第12話 災害
停電も何とかなり、またモデル構築の作業が続く。完成まであと一息という所だ。
しかし、自然の脅威が去ったわけではない。台風5号以降もいくつもの台風がやってきては日本各地を災害に見舞わせていく。死体蹴りもいいところだ。
それに伴い、海水面上昇も合わさって、被災地域は拡大していく。すでに東京23区の半分は海の底に沈んでいる状態だ。大混乱も大混乱である。
川口はなんとか生活出来ているものの、それはまさにサバイバルに近いものであった。以前より物流は滞り、スーパーやコンビニは常に品切れ状態。生活必需品が全く手に入らない。それどころか、行きつけの店舗が海に沈んでいたとかザラである。
移動もままならない状態であり、もはや人間が生活していい状態ではない。各種インフラが破壊されている状態で、まだ生活出来ているのが奇跡だろう。
海面が上昇したということは、それだけ海岸線が内陸に移動する。つまり、川口の研究室からも海がよく見えるということだ。
「だいぶ海が近くなったな」
川口が研究室の窓から、新しい海岸線を望む。
「これからも海面上昇するんだっけ?」
川口の同期が聞く。
「そうだな。まだ推測でしかないけど、あと100mは上昇するらしい」
「100mもかぁ……。実家の方大丈夫かなぁ?」
「確かになぁ」
そんな中、生き残っているラジオ局の放送が流れてくる。
『……内閣府は先ほど、西日本地域の国民の避難に関して、避難者数が2000万人に達したと発表しました。これにより、東日本や北日本、北海道の地価が急激に上昇。避難民の受け入れが困難となり、ホームレスの状態になった国民の姿も多く見られます……』
「2000万人の大移動かぁ……。考えただけで恐ろしいな」
「今まで住んでいた場所を捨ててまで避難するって、相当な覚悟を持たないと駄目だよなぁ」
「それはそう。ホームレスになるのは勘弁願いたいよね」
そんな話をしながら、この後の天気予報の情報を揃える。
「そういえば、うちの親が実家に帰ってこいって言ってるんだよ。いまさらどうやって帰るんだって話なんだけどね」
「そりゃ、その辺の車をかっぱらっていくしかないっしょ」
「さすがに良心が痛む。高速バスとか動いてくれればいいんだけど……」
家族の心配も出てくる。
実際川口も、実家にいる両親から帰ってくるように連絡を貰っていた。しかし、今はそれ以上にやるべきことがある。それを達成できないうちは、実家に帰ることはできないだろう。
そうしてまた時間が過ぎる。8月に入った。
その頃になれば、気象モデル構築の終わりが見えてきた。後は細かなブラッシュアップを行っていくのみである。

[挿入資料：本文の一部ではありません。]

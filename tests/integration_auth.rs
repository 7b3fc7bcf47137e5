mod common;

use axum::http::StatusCode;
use common::{TestApp, token_for};
use schoolhub_auth::create_access_token;
use schoolhub_config::{JwtConfig, RateLimitConfig};
use schoolhub_core::Role;
use schoolhub_models::PrincipalId;
use serde_json::json;

#[tokio::test]
async fn test_login_with_login_id_records_last_login() {
    let app = TestApp::new();
    let school = app.create_school("GF-01").await;
    let admin = app.create_admin(&school).await;

    let (status, body) = app
        .request(
            "POST",
            "/api/auth/login",
            None,
            Some(json!({
                "userId": admin.login_id,
                "password": admin.password,
                "schoolId": school
            })),
        )
        .await;

    assert_eq!(status, StatusCode::OK, "{}", body);
    assert_eq!(body["user"]["role"], "ADMIN");
    assert_eq!(body["user"]["schoolId"], "GF-01");
    let token = body["token"].as_str().unwrap().to_string();

    let (status, me) = app.get("/api/auth/me", &token).await;
    assert_eq!(status, StatusCode::OK);
    assert_eq!(me["id"], admin.id.to_string());
    assert!(me["lastLogin"].is_string());
}

#[tokio::test]
async fn test_login_accepts_email() {
    let app = TestApp::new();
    let school = app.create_school("GF-01").await;
    let teacher = app.create_user(Role::Teacher, Some(&school)).await;

    let (status, body) = app
        .request(
            "POST",
            "/api/auth/login",
            None,
            Some(json!({
                "userId": teacher.email,
                "password": teacher.password,
                "schoolId": school
            })),
        )
        .await;

    assert_eq!(status, StatusCode::OK, "{}", body);
    assert_eq!(body["user"]["userId"], teacher.login_id);
}

#[tokio::test]
async fn test_login_failures_are_indistinguishable() {
    let app = TestApp::new();
    let school = app.create_school("GF-01").await;
    let other = app.create_school("OTHER").await;
    let admin = app.create_admin(&school).await;

    let attempts = [
        json!({ "userId": admin.login_id, "password": "wrong-password", "schoolId": school }),
        json!({ "userId": "nobody", "password": admin.password, "schoolId": school }),
        json!({ "userId": admin.login_id, "password": admin.password, "schoolId": other }),
        json!({ "userId": admin.login_id, "password": admin.password, "schoolId": school, "role": "TEACHER" }),
        json!({ "userId": admin.login_id, "password": admin.password }),
    ];

    for attempt in attempts {
        let (status, body) = app
            .request("POST", "/api/auth/login", None, Some(attempt))
            .await;
        assert_eq!(status, StatusCode::UNAUTHORIZED);
        assert_eq!(body["message"], "Invalid credentials");
    }
}

#[tokio::test]
async fn test_super_admin_logs_in_without_school() {
    let app = TestApp::new();
    let super_admin = app.create_super_admin().await;

    let (status, body) = app
        .request(
            "POST",
            "/api/auth/login",
            None,
            Some(json!({ "userId": super_admin.login_id, "password": super_admin.password })),
        )
        .await;

    assert_eq!(status, StatusCode::OK, "{}", body);
    assert_eq!(body["user"]["role"], "SUPER_ADMIN");
    assert!(body["user"].get("schoolId").is_none());
}

#[tokio::test]
async fn test_login_missing_field_is_bad_request() {
    let app = TestApp::new();

    let (status, body) = app
        .request("POST", "/api/auth/login", None, Some(json!({ "userId": "x" })))
        .await;

    assert_eq!(status, StatusCode::BAD_REQUEST);
    assert_eq!(body["message"], "password is required");
}

#[tokio::test]
async fn test_me_rejects_missing_and_foreign_tokens() {
    let app = TestApp::new();
    let school = app.create_school("GF-01").await;
    let admin = app.create_admin(&school).await;

    let (status, _) = app.request("GET", "/api/auth/me", None, None).await;
    assert_eq!(status, StatusCode::UNAUTHORIZED);

    let foreign = JwtConfig::new("some-other-secret").unwrap();
    let forged = create_access_token(admin.id.into_inner(), Role::Admin, &foreign).unwrap();
    let (status, _) = app.get("/api/auth/me", &forged).await;
    assert_eq!(status, StatusCode::UNAUTHORIZED);

    let mut tampered = admin.token.clone();
    tampered.push('x');
    let (status, _) = app.get("/api/auth/me", &tampered).await;
    assert_eq!(status, StatusCode::UNAUTHORIZED);

    let (status, _) = app.get("/api/auth/me", &admin.token).await;
    assert_eq!(status, StatusCode::OK);
}

#[tokio::test]
async fn test_token_for_unknown_principal_is_rejected() {
    let app = TestApp::new();
    let token = token_for(PrincipalId::new(), Role::Admin);

    let (status, _) = app.get("/api/auth/me", &token).await;
    assert_eq!(status, StatusCode::UNAUTHORIZED);
}

#[tokio::test]
async fn test_token_with_stale_role_is_rejected() {
    let app = TestApp::new();
    let school = app.create_school("GF-01").await;
    let teacher = app.create_user(Role::Teacher, Some(&school)).await;
    let promoted = token_for(teacher.id, Role::Admin);

    let (status, _) = app.get("/api/auth/me", &promoted).await;
    assert_eq!(status, StatusCode::UNAUTHORIZED);
}

#[tokio::test]
async fn test_check_super_admin() {
    let app = TestApp::new();

    let (status, body) = app
        .request("GET", "/api/auth/check-super-admin", None, None)
        .await;
    assert_eq!(status, StatusCode::OK);
    assert_eq!(body["exists"], false);

    let super_admin = app.create_super_admin().await;
    let (_, body) = app
        .request("GET", "/api/auth/check-super-admin", None, None)
        .await;
    assert_eq!(body["exists"], true);
    assert_eq!(body["userId"], super_admin.login_id);
    assert_eq!(body["email"], super_admin.email);
}

fn registration(school_id: &str, admin_email: &str) -> serde_json::Value {
    json!({
        "name": "Greenfield Academy",
        "schoolId": school_id,
        "address": "12 Elm Road",
        "contactEmail": "office@greenfield.test",
        "contactPhone": "555-0199",
        "adminEmail": admin_email,
        "adminFirstName": "Grace",
        "adminLastName": "Hopper",
        "admissionDate": "2024-09-01"
    })
}

#[tokio::test]
async fn test_register_school_creates_admin_who_can_log_in() {
    let app = TestApp::new();
    let super_admin = app.create_super_admin().await;

    let (status, body) = app
        .post(
            "/api/auth/register-school",
            &super_admin.token,
            registration("GREENFIELD", "grace@greenfield.test"),
        )
        .await;

    assert_eq!(status, StatusCode::CREATED, "{}", body);
    assert_eq!(body["school"]["schoolId"], "GREENFIELD");
    assert_eq!(body["user"]["role"], "ADMIN");
    let user_id = body["credentials"]["userId"].as_str().unwrap().to_string();
    let password = body["credentials"]["password"].as_str().unwrap().to_string();
    assert_eq!(user_id.len(), 8);
    assert!(user_id.starts_with("024"));

    let notices = app.wait_for_notices(1).await;
    assert_eq!(notices.len(), 1);
    assert_eq!(notices[0].to, "grace@greenfield.test");
    assert_eq!(notices[0].login_id, user_id);
    assert_eq!(notices[0].school_name, "Greenfield Academy");

    let (status, body) = app
        .request(
            "POST",
            "/api/auth/login",
            None,
            Some(json!({ "userId": user_id, "password": password, "schoolId": "GREENFIELD" })),
        )
        .await;
    assert_eq!(status, StatusCode::OK, "{}", body);
}

#[tokio::test]
async fn test_register_school_conflicts_write_nothing() {
    let app = TestApp::new();
    let super_admin = app.create_super_admin().await;
    let existing = app.create_school("TAKEN").await;
    let taken = app.create_admin(&existing).await;

    let (status, _) = app
        .post(
            "/api/auth/register-school",
            &super_admin.token,
            registration("TAKEN", "new@school.test"),
        )
        .await;
    assert_eq!(status, StatusCode::CONFLICT);

    let (status, _) = app
        .post(
            "/api/auth/register-school",
            &super_admin.token,
            registration("FRESH", &taken.email),
        )
        .await;
    assert_eq!(status, StatusCode::CONFLICT);

    let (status, _) = app.get("/api/schools/FRESH", &super_admin.token).await;
    assert_eq!(status, StatusCode::NOT_FOUND);
}

#[tokio::test]
async fn test_register_school_requires_super_admin() {
    let app = TestApp::new();
    let school = app.create_school("GF-01").await;
    let admin = app.create_admin(&school).await;

    let (status, _) = app
        .post(
            "/api/auth/register-school",
            &admin.token,
            registration("SECOND", "second@school.test"),
        )
        .await;
    assert_eq!(status, StatusCode::FORBIDDEN);
}

#[tokio::test]
async fn test_register_school_validates_body() {
    let app = TestApp::new();
    let super_admin = app.create_super_admin().await;

    let (status, _) = app
        .post(
            "/api/auth/register-school",
            &super_admin.token,
            registration("bad code!", "admin@school.test"),
        )
        .await;
    assert_eq!(status, StatusCode::UNPROCESSABLE_ENTITY);
}

#[tokio::test]
async fn test_auth_routes_are_rate_limited() {
    let app = TestApp::with(|state| {
        state.with_rate_limit_config(RateLimitConfig {
            enabled: true,
            general_per_second: 60,
            general_burst_size: 100,
            auth_per_second: 1,
            auth_burst_size: 1,
        })
    });
    let login = json!({ "userId": "nobody", "password": "password123" });

    let (status, _) = app
        .request("POST", "/api/auth/login", None, Some(login.clone()))
        .await;
    assert_eq!(status, StatusCode::UNAUTHORIZED);

    let (status, body) = app
        .request("POST", "/api/auth/login", None, Some(login))
        .await;
    assert_eq!(status, StatusCode::TOO_MANY_REQUESTS);
    assert!(body["message"].is_string());

    let (status, _) = app
        .request("GET", "/api/auth/check-super-admin", None, None)
        .await;
    assert_eq!(status, StatusCode::TOO_MANY_REQUESTS);
}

そんなある日、川口は研究室で地球温暖化モデルの再検証を行っていた。
その時である。
スマホから警報音が鳴り響く。直後地面を突き上げるような揺れが起きる。
『地震です。地震です』
「うわぁ!」
強い揺れのせいで、まともに動くこともできない。地面を這いつくばるようにして、落下物から身を守るのが精一杯だった。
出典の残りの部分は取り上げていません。